Historical Fiction, Reviews, Woman's Fiction

Review: Tidelands (Fairmile #1)

Tidelands (Fairmile #1)Tidelands by Philippa Gregory

My rating: 3.25 of 5 stars

“Whether it’s a sin against God or not. Whatever you could say it would be […] and offense to me […] It would be a deep offense to me, against myself.”

“It doesn’t matter – “

“It matters to me.  I matter:  in this, I matter”
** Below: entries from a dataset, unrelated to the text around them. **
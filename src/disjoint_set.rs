use std::cell::Cell;
use std::collections::{BTreeMap, BTreeSet, VecDeque};

/// Handle to one partition of a [`DisjointSet`].
///
/// Handles obtained before a `union` stay usable; every lookup goes through the
/// current representative.
#[derive(Clone, Copy, Debug, PartialEq, Eq, PartialOrd, Ord, Hash)]
pub(crate) struct Partition(usize);

struct Node {
    parent: Cell<usize>,
    rank: u32,
    // Nodes linked directly under this one by `union`; used to enumerate members.
    children: Vec<usize>,
}

/// Union-find forest with union by rank and path compression.
pub(crate) struct DisjointSet<T> {
    nodes: Vec<Node>,
    values: Vec<T>,
    index: BTreeMap<T, usize>,
    partitions: usize,
}

impl<T: Ord + Clone> Default for DisjointSet<T> {
    fn default() -> Self {
        Self::new()
    }
}

impl<T: Ord + Clone> DisjointSet<T> {
    pub(crate) fn new() -> Self {
        Self {
            nodes: Vec::new(),
            values: Vec::new(),
            index: BTreeMap::new(),
            partitions: 0,
        }
    }

    /// Insert `value` as a singleton unless already present.
    pub(crate) fn add(&mut self, value: T) -> Partition {
        if let Some(partition) = self.get(&value) {
            return partition;
        }
        let node = self.nodes.len();
        self.nodes.push(Node {
            parent: Cell::new(node),
            rank: 0,
            children: Vec::new(),
        });
        self.values.push(value.clone());
        self.index.insert(value, node);
        self.partitions += 1;
        Partition(node)
    }

    pub(crate) fn get(&self, value: &T) -> Option<Partition> {
        let node = *self.index.get(value)?;
        Some(Partition(self.find(node)))
    }

    pub(crate) fn union(&mut self, x: Partition, y: Partition) -> Partition {
        let x_root = self.find(x.0);
        let y_root = self.find(y.0);
        if x_root == y_root {
            return Partition(x_root);
        }
        let (x_rank, y_rank) = (self.nodes[x_root].rank, self.nodes[y_root].rank);
        let root = if x_rank < y_rank {
            self.link(x_root, y_root);
            y_root
        } else {
            self.link(y_root, x_root);
            if x_rank == y_rank {
                self.nodes[x_root].rank += 1;
            }
            x_root
        };
        self.partitions -= 1;
        Partition(root)
    }

    /// Members of `partition` in breadth-first order from its representative.
    pub(crate) fn members(&self, partition: Partition) -> Vec<&T> {
        let mut members = Vec::new();
        let mut queue = VecDeque::from([self.find(partition.0)]);
        while let Some(node) = queue.pop_front() {
            members.push(&self.values[node]);
            queue.extend(self.nodes[node].children.iter().copied());
        }
        members
    }

    /// Each partition once, ordered by its smallest member.
    pub(crate) fn partitions(&self) -> Vec<Partition> {
        let mut seen = BTreeSet::new();
        self.index
            .values()
            .map(|node| self.find(*node))
            .filter(|root| seen.insert(*root))
            .map(Partition)
            .collect()
    }

    pub(crate) fn element_count(&self) -> usize {
        self.values.len()
    }

    pub(crate) fn partition_count(&self) -> usize {
        self.partitions
    }

    fn find(&self, node: usize) -> usize {
        let parent = self.nodes[node].parent.get();
        if parent == node {
            return node;
        }
        let root = self.find(parent);
        self.nodes[node].parent.set(root);
        root
    }

    fn link(&mut self, child: usize, parent: usize) {
        self.nodes[child].parent.set(parent);
        self.nodes[parent].children.push(child);
    }
}

#[cfg(test)]
mod tests {
    use super::*;

    fn sorted(set: &DisjointSet<char>, partition: Partition) -> Vec<char> {
        let mut members: Vec<char> = set.members(partition).into_iter().copied().collect();
        members.sort();
        members
    }

    #[test]
    fn unions_merge_partitions_transitively() {
        let mut set = DisjointSet::new();
        let a = set.add('a');
        let b = set.add('b');
        let c = set.add('c');
        let d = set.add('d');
        assert_eq!(set.element_count(), 4);
        assert_eq!(set.partition_count(), 4);

        set.union(a, b);
        set.union(c, d);
        assert_eq!(set.partition_count(), 2);
        assert_ne!(set.get(&'a'), set.get(&'c'));

        set.union(b, d);
        assert_eq!(set.partition_count(), 1);
        assert_eq!(set.get(&'a'), set.get(&'d'));
        assert_eq!(sorted(&set, a), vec!['a', 'b', 'c', 'd']);
    }

    #[test]
    fn repeated_add_and_union_are_idempotent() {
        let mut set = DisjointSet::new();
        let a = set.add('a');
        assert_eq!(set.add('a'), a);
        let b = set.add('b');
        set.union(a, b);
        set.union(b, a);
        assert_eq!(set.partition_count(), 1);
        assert_eq!(set.element_count(), 2);
        assert_eq!(set.get(&'z'), None);
    }

    #[test]
    fn partitions_are_listed_once_in_member_order() {
        let mut set = DisjointSet::new();
        for value in ['e', 'd', 'c', 'b', 'a'] {
            set.add(value);
        }
        let e = set.get(&'e').expect("e");
        let a = set.get(&'a').expect("a");
        set.union(e, a);
        let partitions = set.partitions();
        assert_eq!(partitions.len(), 4);
        assert_eq!(sorted(&set, partitions[0]), vec!['a', 'e']);
        assert_eq!(sorted(&set, partitions[1]), vec!['b']);
    }
}
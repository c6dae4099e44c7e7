use std::collections::{BTreeMap, BTreeSet};

use anyhow::{Context, Result};
use tracing::info;

use crate::classpath::ClassPath;
use crate::config::Profile;
use crate::ir::{Insn, InsnId, MemberRef, Method};
use crate::matcher::InsnMatcher;
use crate::opcodes::*;
use crate::passes::PassMetadata;
use crate::transform::Transformer;

const FLOW_OBSTRUCTOR_INITIALIZER: &str = "
    (GETSTATIC | ILOAD)
    IFEQ
    (((GETSTATIC ISTORE)? IINC ILOAD) | ((GETSTATIC | ILOAD) IFEQ ICONST GOTO ICONST))
    PUTSTATIC
";
const OPAQUE_PREDICATE: &str = "(GETSTATIC | ILOAD) (IFEQ | IFNE)";
const STORE: &str = "GETSTATIC ISTORE";

struct Matchers {
    initializer: InsnMatcher,
    predicate: InsnMatcher,
    store: InsnMatcher,
}

/// Removes branches on static boolean fields that are written once by an
/// obfuscator-inserted initializer and never hold anything but `false`.
#[derive(Default)]
pub(crate) struct OpaquePredicatePass {
    matchers: Option<Matchers>,
    flow_obstructors: BTreeSet<MemberRef>,
    opaque_predicates: usize,
    stores: usize,
}

crate::register_pass!(OpaquePredicatePass);

impl OpaquePredicatePass {
    pub(crate) fn new(_profile: &Profile) -> Self {
        Self::default()
    }

    fn matchers(&self) -> Result<&Matchers> {
        self.matchers
            .as_ref()
            .context("opaque predicate matchers used before pre-transform")
    }

    fn is_flow_obstructor(&self, insn: Option<&Insn>) -> bool {
        match insn {
            Some(Insn::Field {
                opcode: GETSTATIC,
                member,
            }) => self.flow_obstructors.contains(member),
            _ => false,
        }
    }

    fn is_opaque_predicate(&self, method: &Method, stores: &[Vec<InsnId>], load: InsnId) -> bool {
        let list = &method.instructions;
        match list.get(load) {
            Some(Insn::Field { .. }) => self.is_flow_obstructor(list.get(load)),
            Some(Insn::Var { opcode: ILOAD, var }) => stores.iter().any(|store| {
                self.is_flow_obstructor(list.get(store[0]))
                    && matches!(list.get(store[1]), Some(Insn::Var { var: stored, .. }) if stored == var)
            }),
            _ => false,
        }
    }
}

/// Remove every flow-obstructor initializer in `method`, returning the fields
/// they assigned.
fn remove_initializers(matcher: &InsnMatcher, method: &mut Method) -> Vec<MemberRef> {
    let mut obstructors = Vec::new();
    for found in matcher.match_list(&method.instructions) {
        let Some(Insn::Field { member, .. }) = found.last().and_then(|id| method.instructions.get(*id))
        else {
            continue;
        };
        obstructors.push(member.clone());
        for id in found {
            method.instructions.remove(id);
        }
    }
    obstructors
}

impl Transformer for OpaquePredicatePass {
    fn metadata(&self) -> PassMetadata {
        PassMetadata {
            id: "opaque_predicate",
            name: "Opaque predicates",
            description: "Removes branches on flow-obstructor fields that are always false, together with their initializers and redundant copies into locals",
            order: 10,
        }
    }

    fn pre_transform(&mut self, classpath: &mut ClassPath) -> Result<()> {
        let matchers = Matchers {
            initializer: InsnMatcher::compile(FLOW_OBSTRUCTOR_INITIALIZER)?,
            predicate: InsnMatcher::compile(OPAQUE_PREDICATE)?,
            store: InsnMatcher::compile(STORE)?,
        };
        self.flow_obstructors.clear();
        self.opaque_predicates = 0;
        self.stores = 0;

        for index in 0..classpath.libraries().len() {
            let Some(library) = classpath.library_mut(index) else {
                continue;
            };
            let mut found = Vec::new();
            for name in library.names() {
                let Some(class) = library.get_mut(&name) else {
                    continue;
                };
                for method in class.methods.iter_mut().filter(|method| method.has_code()) {
                    found.extend(remove_initializers(&matchers.initializer, method));
                }
            }
            for member in found {
                if let Some(owner) = library.get_mut(&member.owner) {
                    owner.remove_field(&member.desc());
                }
                self.flow_obstructors.insert(member);
            }
        }

        let obstructors: Vec<String> = self.flow_obstructors.iter().map(ToString::to_string).collect();
        info!("Identified flow obstructors {:?}", obstructors);
        self.matchers = Some(matchers);
        Ok(())
    }

    fn transform_code(
        &mut self,
        _classpath: &ClassPath,
        _owner: &str,
        method: &mut Method,
    ) -> Result<bool> {
        let matchers = self.matchers()?;
        let stores = matchers.store.match_list(&method.instructions);
        let predicates: Vec<Vec<InsnId>> = matchers
            .predicate
            .match_list(&method.instructions)
            .into_iter()
            .filter(|found| self.is_opaque_predicate(method, &stores, found[0]))
            .collect();

        for found in &predicates {
            let (load, branch) = (found[0], found[1]);
            match method.instructions.get(branch) {
                // Always taken.
                Some(Insn::Jump {
                    opcode: IFEQ,
                    target,
                }) => {
                    let target = *target;
                    method.instructions.insert_after(
                        branch,
                        Insn::Jump {
                            opcode: GOTO,
                            target,
                        },
                    );
                    method.instructions.remove(load);
                    method.instructions.remove(branch);
                }
                // Never taken.
                _ => {
                    method.instructions.remove(load);
                    method.instructions.remove(branch);
                }
            }
        }
        self.opaque_predicates += predicates.len();

        let redundant: Vec<Vec<InsnId>> = stores
            .into_iter()
            .filter(|store| self.is_flow_obstructor(method.instructions.get(store[0])))
            .collect();
        for store in &redundant {
            for id in store {
                method.instructions.remove(*id);
            }
        }
        self.stores += redundant.len();

        Ok(false)
    }

    fn post_transform(&mut self, _classpath: &mut ClassPath) -> Result<()> {
        info!(
            "Removed {} opaque predicates and {} redundant stores",
            self.opaque_predicates, self.stores
        );
        Ok(())
    }

    fn counters(&self) -> BTreeMap<&'static str, usize> {
        BTreeMap::from([
            ("flow_obstructors", self.flow_obstructors.len()),
            ("opaque_predicates", self.opaque_predicates),
            ("redundant_stores", self.stores),
        ])
    }
}
use std::collections::{BTreeMap, BTreeSet, VecDeque};

use anyhow::{Context, Result};

use crate::ir::{Insn, Method};

/// Domain callbacks required by the backward worklist engine.
pub(crate) trait DataFlowSemantics {
    type Set: Clone + PartialEq;

    /// Fact assumed for a predecessor that has not been visited yet.
    fn initial_set(&self) -> Self::Set;

    /// Fact flowing into an exit node.
    fn entry_set(&self) -> Self::Set {
        self.initial_set()
    }

    fn join(&self, set1: &Self::Set, set2: &Self::Set) -> Self::Set;

    fn transfer(&self, set: &Self::Set, insn: &Insn) -> Self::Set;
}

/// Facts flowing into each instruction position from its successors.
///
/// Only positions that appear on some control-flow edge have facts.
pub(crate) struct DataFlowResult<T> {
    in_sets: BTreeMap<usize, T>,
}

impl<T> DataFlowResult<T> {
    pub(crate) fn in_set(&self, index: usize) -> Option<&T> {
        self.in_sets.get(&index)
    }
}

/// Deterministic worklist solver running against the edges recorded by the
/// analyzer.
pub(crate) fn solve_backward<S>(
    method: &Method,
    edges: &BTreeSet<(usize, usize)>,
    semantics: &S,
) -> Result<DataFlowResult<S::Set>>
where
    S: DataFlowSemantics,
{
    let mut predecessors: BTreeMap<usize, Vec<usize>> = BTreeMap::new();
    let mut successors: BTreeMap<usize, Vec<usize>> = BTreeMap::new();
    for &(to, from) in edges {
        successors.entry(from).or_default().push(to);
        predecessors.entry(to).or_default().push(from);
        successors.entry(to).or_default();
        predecessors.entry(from).or_default();
    }

    let mut queue: VecDeque<usize> = predecessors
        .iter()
        .filter(|(_, incoming)| incoming.is_empty())
        .map(|(node, _)| *node)
        .collect();
    let mut queued: BTreeSet<usize> = queue.iter().copied().collect();

    let initial = semantics.initial_set();
    let entry = semantics.entry_set();
    let mut in_sets = BTreeMap::new();
    let mut out_sets: BTreeMap<usize, S::Set> = BTreeMap::new();

    while let Some(node) = queue.pop_front() {
        queued.remove(&node);
        let incoming = predecessors.get(&node).map(Vec::as_slice).unwrap_or_default();
        let in_set = incoming
            .iter()
            .map(|pred| out_sets.get(pred).unwrap_or(&initial))
            .fold(None, |acc: Option<S::Set>, set| match acc {
                None => Some(set.clone()),
                Some(acc) => Some(semantics.join(&acc, set)),
            })
            .unwrap_or_else(|| entry.clone());

        let (_, insn) = method
            .instructions
            .at(node)
            .with_context(|| format!("control-flow node {node} out of range"))?;
        let out_set = semantics.transfer(&in_set, insn);
        in_sets.insert(node, in_set);

        if out_sets.get(&node) != Some(&out_set) {
            out_sets.insert(node, out_set);
            for successor in successors.get(&node).into_iter().flatten() {
                if queued.insert(*successor) {
                    queue.push_back(*successor);
                }
            }
        }
    }

    Ok(DataFlowResult { in_sets })
}
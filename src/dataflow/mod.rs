//! Abstract interpretation over method bodies.

pub(crate) mod analyzer;
pub(crate) mod branch;
pub(crate) mod const_source;
pub(crate) mod frame;
pub(crate) mod int_value;
pub(crate) mod interpreter;
pub(crate) mod liveness;
pub(crate) mod worklist;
That quote from the most heartrending passage in Philippa Gregory’s latest novel, Tidelands sums up the feelings the novel provoked in me perfectly.

Sometimes you know right away that a book isn’t going to be a quick read. Such was the case with this story of Alinor, the abandoned wife of a fisherman who uses her skills and knowledge to raise her two children in an unforgiving land and an even more unforgiving society during the English Civil Wars.

The story is set during the last months of the reign of Charles I of England and James’s part in the tale is driven by his loyalty to the crown. While James’s service to Charles serves as the vehicle to his meeting Alinor and the change represented by Charles’s ultimate fate is a symbol of the changes great and small it will take to change Alinor’s lot and the lot of women and the poor throughout history, the choice to set the story at this particular moment in history is not key to the true heart of the story.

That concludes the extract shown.